Bernard Avishai writes in Harpers about the wonderful economic possibilities of the US-backed Palestinian Authority in Ramallah. I believe he grossly exaggerates the potential to thrive as a society while under occupation (as I explained recently on ABC Radio). So long as Israel shows no intention of giving up its colonial mindset, “economic development” is simply window-dressing:
Benjamin Netanyahu ran for prime minister last winter rejecting a Palestinian state but promising to advance “economic peace.” In his much anticipated speech at Bar Ilan University in June, he cautiously reversed himself on statehood but returned to his favorite theme: “Economic peace is not a substitute for peace, but it is a very important component in achieving it. . . . I call upon the talented entrepreneurs of the Arab world to come and invest here.”
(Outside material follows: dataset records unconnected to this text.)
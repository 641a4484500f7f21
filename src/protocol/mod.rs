pub mod parse;
pub mod types;
//! Image encoding: raw bytes → base64 [`EncodedImage`].
//!
//! VLM APIs accept images as base64 data embedded in the JSON request body.
//! The encoding is deterministic and lossless; no size limit is enforced —
//! an oversized photo is passed through unmodified and left for the provider
//! to accept or reject. `detail: "high"` instructs GPT-4-class models to use
//! the full image tile budget; without it the fine structure of palm lines
//! is lost to a single low-resolution overview tile.

use base64::{engine::general_purpose::STANDARD, Engine as _};
use edgequake_llm::ImageData;
use tracing::debug;

/// A transport-safe embedded image: media type plus base64 payload.
///
/// Derived once per submission and consumed by the request builder.
#[derive(Debug, Clone, PartialEq, Eq)]
pub struct EncodedImage {
    pub mime_type: String,
    /// Base64 (standard alphabet, padded) encoding of the original bytes.
    pub payload: String,
}

impl EncodedImage {
    /// Render as an RFC 2397 data URI, the form browser clients and the
    /// OpenAI image_url content part both accept.
    pub fn to_data_uri(&self) -> String {
        format!("data:{};base64,{}", self.mime_type, self.payload)
    }

    /// Convert into the provider attachment type, consuming self.
    pub fn into_image_data(self) -> ImageData {
        ImageData::new(self.payload, self.mime_type.as_str()).with_detail("high")
    }
}

/// Encode one palm image for the vision API.
pub fn encode_image(bytes: &[u8], mime_type: &str) -> EncodedImage {
    let payload = STANDARD.encode(bytes);
    if bytes.len() > 1024 * 1024 {
        debug!(
            "Large image: {} KB raw → {} bytes base64, passing through unmodified",
            bytes.len() / 1024,
            payload.len()
        );
    } else {
        debug!("Encoded image → {} bytes base64", payload.len());
    }

    EncodedImage {
        mime_type: mime_type.to_string(),
        payload,
    }
}

#[cfg(test)]
mod tests {
    use super::*;

    #[test]
    fn encode_is_deterministic_and_lossless() {
        let bytes = b"\x89PNG\r\n\x1a\nfake-palm-pixels";
        let a = encode_image(bytes, "image/png");
        let b = encode_image(bytes, "image/png");
        assert_eq!(a, b);
        let decoded = STANDARD.decode(&a.payload).expect("valid base64");
        assert_eq!(decoded, bytes);
    }

    #[test]
    fn data_uri_embeds_the_media_type() {
        let enc = encode_image(b"abc", "image/jpeg");
        let uri = enc.to_data_uri();
        assert!(uri.starts_with("data:image/jpeg;base64,"));
        assert!(uri.ends_with(&enc.payload));
    }

    #[test]
    fn empty_input_encodes_to_empty_payload() {
        // Emptiness is rejected upstream by validation; the encoder itself
        // stays total.
        let enc = encode_image(b"", "image/png");
        assert!(enc.payload.is_empty());
    }
}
For Netanyahu’s boosters, the phrase often means little more than increasing jobs for Palestinians on Israeli construction projects, including settlements that ring Ramallah, and in tax-exempt industrial zones; as well as more opportunity for West Bank farmers to sell to Israeli fruit wholesalers (who, in a grotesque twist, then pad their profits by controlling the distribution of their produce in Gaza). Economic peace slyly implies that Israelis can have no “partner” for a political settlement until Palestine looks more like Delaware. Meanwhile, presumably, fuller bellies and fatter wallets will make Palestinians more tranquil.
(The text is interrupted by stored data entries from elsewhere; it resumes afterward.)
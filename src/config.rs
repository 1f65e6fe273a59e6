//! Configuration for palm reading requests.
//!
//! All behaviour is controlled through [`ReadingConfig`], built via its
//! [`ReadingConfigBuilder`]. Keeping every knob in one struct makes it
//! trivial to share a config between the HTTP server and the CLI, and to log
//! it when diagnosing why two runs produced different readings.
//!
//! # Design choice: builder over constructor
//! Callers set only what they care about and rely on documented defaults for
//! the rest; adding a field never breaks an existing call site.

use crate::error::ReadingError;
use edgequake_llm::LLMProvider;
use std::fmt;
use std::sync::Arc;

/// Configuration for a palm reading.
///
/// Built via [`ReadingConfig::builder()`] or [`ReadingConfig::default()`].
///
/// # Example
/// ```rust
/// use lifelines::ReadingConfig;
///
/// let config = ReadingConfig::builder()
///     .model("gpt-4o-mini")
///     .temperature(0.7)
///     .build()
///     .unwrap();
/// ```
#[derive(Clone)]
pub struct ReadingConfig {
    /// LLM model identifier, e.g. "gpt-4o-mini", "claude-sonnet-4-20250514".
    /// If None, uses the provider default.
    pub model: Option<String>,

    /// LLM provider name (e.g. "openai", "anthropic", "gemini").
    /// If None along with `provider`, the provider is auto-detected from the
    /// environment.
    pub provider_name: Option<String>,

    /// Pre-constructed LLM provider. Takes precedence over `provider_name`.
    pub provider: Option<Arc<dyn LLMProvider>>,

    /// Sampling temperature for the completion. Default: 0.7.
    ///
    /// A reading is creative writing, not transcription; 0.7 keeps the prose
    /// varied between submissions while the prompt's layout demands hold the
    /// structure steady.
    pub temperature: f32,

    /// Maximum tokens the model may generate. Default: 1500.
    ///
    /// Four analysis lines per hand plus the table and summary fit well under
    /// this; set it lower and the summary is the first thing to be cut off.
    pub max_tokens: usize,

    /// Custom system prompt. If None, uses
    /// [`crate::prompts::READING_SYSTEM_PROMPT`].
    ///
    /// Overriders must keep eliciting the anchor labels in
    /// [`crate::prompts`] or the parser will degrade every field to its
    /// placeholder.
    pub system_prompt: Option<String>,

    /// Per-inference-call wall-clock timeout in seconds. Default: 60.
    pub api_timeout_secs: u64,

    /// Download timeout for URL image inputs in seconds. Default: 30.
    pub download_timeout_secs: u64,

    /// Words per batch in the cosmetic reveal stream. Default: 3.
    pub reveal_batch_words: usize,

    /// Delay between reveal batches in milliseconds. Default: 50.
    pub reveal_delay_ms: u64,
}

impl Default for ReadingConfig {
    fn default() -> Self {
        Self {
            model: None,
            provider_name: None,
            provider: None,
            temperature: 0.7,
            max_tokens: 1500,
            system_prompt: None,
            api_timeout_secs: 60,
            download_timeout_secs: 30,
            reveal_batch_words: 3,
            reveal_delay_ms: 50,
        }
    }
}

impl fmt::Debug for ReadingConfig {
    fn fmt(&self, f: &mut fmt::Formatter<'_>) -> fmt::Result {
        f.debug_struct("ReadingConfig")
            .field("model", &self.model)
            .field("provider_name", &self.provider_name)
            .field("provider", &self.provider.as_ref().map(|_| "<dyn LLMProvider>"))
            .field("temperature", &self.temperature)
            .field("max_tokens", &self.max_tokens)
            .field("system_prompt", &self.system_prompt.as_ref().map(|p| p.len()))
            .field("api_timeout_secs", &self.api_timeout_secs)
            .field("download_timeout_secs", &self.download_timeout_secs)
            .field("reveal_batch_words", &self.reveal_batch_words)
            .field("reveal_delay_ms", &self.reveal_delay_ms)
            .finish()
    }
}

impl ReadingConfig {
    /// Create a new builder for `ReadingConfig`.
    pub fn builder() -> ReadingConfigBuilder {
        ReadingConfigBuilder {
            config: Self::default(),
        }
    }
}

/// Builder for [`ReadingConfig`].
#[derive(Debug)]
pub struct ReadingConfigBuilder {
    config: ReadingConfig,
}

impl ReadingConfigBuilder {
    pub fn model(mut self, model: impl Into<String>) -> Self {
        self.config.model = Some(model.into());
        self
    }

    pub fn provider_name(mut self, name: impl Into<String>) -> Self {
        self.config.provider_name = Some(name.into());
        self
    }

    pub fn provider(mut self, provider: Arc<dyn LLMProvider>) -> Self {
        self.config.provider = Some(provider);
        self
    }

    pub fn temperature(mut self, t: f32) -> Self {
        self.config.temperature = t.clamp(0.0, 2.0);
        self
    }

    pub fn max_tokens(mut self, n: usize) -> Self {
        self.config.max_tokens = n;
        self
    }

    pub fn system_prompt(mut self, prompt: impl Into<String>) -> Self {
        self.config.system_prompt = Some(prompt.into());
        self
    }

    pub fn api_timeout_secs(mut self, secs: u64) -> Self {
        self.config.api_timeout_secs = secs.max(1);
        self
    }

    pub fn download_timeout_secs(mut self, secs: u64) -> Self {
        self.config.download_timeout_secs = secs.max(1);
        self
    }

    pub fn reveal_batch_words(mut self, n: usize) -> Self {
        self.config.reveal_batch_words = n.max(1);
        self
    }

    pub fn reveal_delay_ms(mut self, ms: u64) -> Self {
        self.config.reveal_delay_ms = ms;
        self
    }

    /// Build the configuration, validating constraints.
    pub fn build(self) -> Result<ReadingConfig, ReadingError> {
        let c = &self.config;
        if c.max_tokens == 0 {
            return Err(ReadingError::InvalidConfig(
                "max_tokens must be ≥ 1".into(),
            ));
        }
        if let Some(ref prompt) = c.system_prompt {
            if prompt.trim().is_empty() {
                return Err(ReadingError::InvalidConfig(
                    "system_prompt override must not be empty".into(),
                ));
            }
        }
        Ok(self.config)
    }
}

#[cfg(test)]
mod tests {
    use super::*;

    #[test]
    fn defaults_match_documented_values() {
        let c = ReadingConfig::default();
        assert_eq!(c.temperature, 0.7);
        assert_eq!(c.max_tokens, 1500);
        assert_eq!(c.api_timeout_secs, 60);
        assert_eq!(c.reveal_batch_words, 3);
        assert_eq!(c.reveal_delay_ms, 50);
    }

    #[test]
    fn temperature_is_clamped() {
        let c = ReadingConfig::builder().temperature(9.0).build().unwrap();
        assert_eq!(c.temperature, 2.0);
    }

    #[test]
    fn zero_max_tokens_rejected() {
        assert!(ReadingConfig::builder().max_tokens(0).build().is_err());
    }

    #[test]
    fn empty_prompt_override_rejected() {
        assert!(ReadingConfig::builder().system_prompt("  ").build().is_err());
    }
}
Nevertheless, economic peace prompts a reasonable question. If a Palestinian state rises, will it work? Does not the prospect of sovereignty presume a class of resilient entrepreneurs and professionals, people who will build competitive businesses that will, in turn, employ a burgeoning population? The median age in Palestine is nineteen. It is likely that 2 million refugees will be returning in the event of a deal with Israel. Palestine will inevitably become an Arabic-speaking megalopolis spreading east toward Jordan from Jerusalem, yet interlocking with Israel, itself a mainly Hebrew-speaking megalopolis spreading north from Tel Aviv to Haifa. Together, Israel and Palestine will look something like greater Los Angeles. In that environment, fellahin harvesting their olive trees are going to seem beside the point.…Yet what’s missing is precisely the Israeli cooperation that Netanyahu’s talk of economic peace would require. The problem is not Israeli companies, many of which are as hungry to chase business opportunities with Palestinian companies as the latter are to engage with Israelis. The problem is the occupation, whose military tactics and settlement institutions have long been directed to the realization of Likud’s Greater Israel, not a Palestinian state; whose logic is to repress Palestinian autonomy rather than help prepare the ground for it or just get out of its way.
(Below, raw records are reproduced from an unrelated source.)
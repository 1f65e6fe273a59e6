//! The reading instruction prompt and the anchor-label vocabulary.
//!
//! Centralising the prompt and the anchors here serves two purposes:
//!
//! 1. **Single source of truth** — the section parser recovers structure from
//!    the model's free-text reply by searching for these exact labels, so the
//!    prompt that asks for them and the patterns that look for them must
//!    change together. Keeping both in one module (and testing that the
//!    prompt contains every anchor) makes silent drift impossible.
//!
//! 2. **Testability** — unit tests can inspect the prompt directly without a
//!    live model call, making wording regressions easy to catch.
//!
//! Callers can override the instruction via
//! [`crate::config::ReadingConfig::system_prompt`]; anyone doing so takes on
//! the contract that the override still elicits the anchor labels below.

// ── Section anchors ──────────────────────────────────────────────────────
//
// Matched case-insensitively as literal substrings of the raw reply.

/// Opens the left-hand analysis section.
pub const SECTION_LEFT_HAND: &str = "LEFT HAND ANALYSIS";
/// Opens the right-hand analysis section.
pub const SECTION_RIGHT_HAND: &str = "RIGHT HAND ANALYSIS";
/// Opens the hand-comparison section.
pub const SECTION_COMPARISON: &str = "HAND COMPARISON";
/// Opens the closing summary section.
pub const SECTION_SUMMARY: &str = "SUMMARY";

// ── Line anchors (within a hand section) ─────────────────────────────────

pub const LINE_HEART: &str = "Heart Line";
pub const LINE_HEAD: &str = "Head Line";
pub const LINE_LIFE: &str = "Life Line";
pub const LINE_FATE: &str = "Fate Line";

/// Exact header row the prompt requests for the comparison table.
pub const COMPARISON_HEADER: &str = "| Trait | Left Hand (Inherent) | Right Hand (Developed) |";

/// Prompt revision tag. Bump whenever [`READING_SYSTEM_PROMPT`] wording
/// changes in a way that could move an anchor label.
pub const PROMPT_VERSION: &str = "v1";

/// Default system prompt sent with every reading request.
///
/// The layout it demands — four labeled lines per hand, a pipe table with an
/// exact header row, a labeled summary — is exactly what
/// [`crate::pipeline::parse`] extracts. The model is prompted, not
/// constrained, to follow it; the parser degrades to placeholders when it
/// does not.
pub const READING_SYSTEM_PROMPT: &str = r#"You are an expert palmist who can analyze palm lines and provide insightful readings. I'm sharing images of my left and right palms. Please analyze them and provide a detailed reading.

Please analyze the following key lines and features:
1. Heart Line (emotions, relationships)
2. Head Line (intellect, thinking style)
3. Life Line (vitality, life journey)
4. Fate Line (if visible, career path)

Structure your response in the following format:

LEFT HAND ANALYSIS:
- Heart Line: [analysis without any colons or bullet points at the beginning or end]
- Head Line: [analysis without any colons or bullet points at the beginning or end]
- Life Line: [analysis without any colons or bullet points at the beginning or end]
- Fate Line: [analysis without any colons or bullet points at the beginning or end]

RIGHT HAND ANALYSIS:
- Heart Line: [analysis without any colons or bullet points at the beginning or end]
- Head Line: [analysis without any colons or bullet points at the beginning or end]
- Life Line: [analysis without any colons or bullet points at the beginning or end]
- Fate Line: [analysis without any colons or bullet points at the beginning or end]

HAND COMPARISON:
Format the comparison as a clean, simple table with these exact palm lines and labels:

| Trait | Left Hand (Inherent) | Right Hand (Developed) |
| ----- | -------------------- | ---------------------- |
| Heart Line | [brief 2-4 word summary of left heart line] | [brief 2-4 word summary of right heart line] |
| Head Line | [brief 2-4 word summary of left head line] | [brief 2-4 word summary of right head line] |
| Life Line | [brief 2-4 word summary of left life line] | [brief 2-4 word summary of right life line] |
| Fate Line | [brief 2-4 word summary of left fate line] | [brief 2-4 word summary of right fate line] |

Keep each cell entry very concise - just 2-4 words that capture the essence of each line's reading. Do not use placeholder text.

SUMMARY:
[Provide a final summary and overall reading here. This should be a separate section, clearly labeled as SUMMARY.]

Important: Do not include any disclaimers about the accuracy of palm reading or that you're an AI. Just provide the reading as a professional palmist would. Do not include any colons at the beginning of analysis points or bullet points at the end of analysis points."#;

/// Fixed text of the user turn that carries the two images.
pub const USER_TURN_TEXT: &str = "Here are my palm images for reading:";

#[cfg(test)]
mod tests {
    use super::*;

    #[test]
    fn prompt_contains_every_section_anchor() {
        for anchor in [
            SECTION_LEFT_HAND,
            SECTION_RIGHT_HAND,
            SECTION_COMPARISON,
            SECTION_SUMMARY,
        ] {
            assert!(
                READING_SYSTEM_PROMPT.contains(anchor),
                "prompt no longer elicits section anchor {anchor:?}"
            );
        }
    }

    #[test]
    fn prompt_contains_every_line_anchor() {
        for anchor in [LINE_HEART, LINE_HEAD, LINE_LIFE, LINE_FATE] {
            assert!(
                READING_SYSTEM_PROMPT.contains(anchor),
                "prompt no longer elicits line anchor {anchor:?}"
            );
        }
    }

    #[test]
    fn prompt_requests_the_exact_comparison_header() {
        assert!(READING_SYSTEM_PROMPT.contains(COMPARISON_HEADER));
    }
}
If you spend time in Ramallah and talk to its emerging leaders, it becomes depressingly clear that if the Israeli government were intentionally trying to crush Palestinian entrepreneurship, it could not pursue the endeavor more perfectly. Palestinian businesses have not only been cut off from Jerusalem, their natural commercial center; they cannot count on the things any company needs to survive: access to obvious markets in Jordan and Israel, the mobility of goods, the capacity to recruit talent, basic resources for specialized manufacturing and services, and a reliable financial infrastructure.